Chosen option: "Vector Search on Concept Embeddings (Option 1)", because it leverages LanceDB's core strength (vector similarity), reduces algorithm from O(n) to O(log n), and achieves 80x-240x performance improvement with 1000x memory reduction.

Implementation¶

Before (O(n)): [Source: 01-architecture-review-analysis.md, lines 178-194]

// Load EVERYTHING
const totalCount = await chunksTable.countRows();  // 100,000
const allChunks = await chunksTable.query().limit(totalCount).toArray();

// Filter in memory - O(n)
const matching = allChunks.filter(chunk => 
  chunk.concepts?.includes(conceptName)
);

Time: 8-12 seconds [Source: PR-DESCRIPTION.md, line 21]
Memory: ~5GB [Source: line 23]

After (O(log n)): [Source: Repository implementation]
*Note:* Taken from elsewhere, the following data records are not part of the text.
//! Helpers for writing tests: capture what a piece of code writes to
//! stdout/stderr, stand up a mock HTTP endpoint, drop a file on disk, or
//! start a throwaway service container.

pub mod configuration;
pub mod container_management;
pub mod data_capture;
pub mod error_handling;
pub mod file_utils;
pub mod http_mock;

pub use data_capture::{
    capture_stderr, capture_stdout, capture_stdout_and_stderr, try_capture, SharedBuffer,
};
pub use file_utils::{test_file, write_test_file, TestFile};
pub use http_mock::{MockHttpServer, RequestRecorder};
// 1. Get concept embedding (one lookup)
const concept = await conceptsTable
  .query()
  .where(`concept = '${conceptName}'`)
  .limit(1)
  .toArray();

// 2. Vector search on chunks using concept embedding - O(log n)
const matchingChunks = await chunksTable
  .search(concept.embeddings)  // Vector similarity search
  .where(`array_contains(concepts, '${conceptName}')`)  // Verify concept match
  .limit(10)
  .toArray();

Time: 50-100ms [Source: PR-DESCRIPTION.md, line 21]
Memory: ~5MB [Source: line 23]

Performance Improvement¶

Metrics: [Source: PR-DESCRIPTION.md, lines 19-25]

Metric	Before	After	Improvement
Speed	8-12s	50-100ms	80x-240x faster ⚡
Memory	~5GB	~5MB	1000x less
Algorithm	O(n) scan	O(log n) search	Scalable

Consequences¶

Positive: * 80x-240x faster: 8-12s → 50-100ms [Validated: PR-DESCRIPTION.md, line 21] * 1000x less memory: ~5GB → ~5MB [Validated: line 23] * Scalable: O(log n) works for 1M+ chunks [Algorithm: scalable] * User experience: Sub-second responses [UX: acceptable] * Resource efficient: Can run on modest hardware [Deployment: lightweight] * Database-appropriate: Uses LanceDB for what it's designed for [Architecture: proper usage]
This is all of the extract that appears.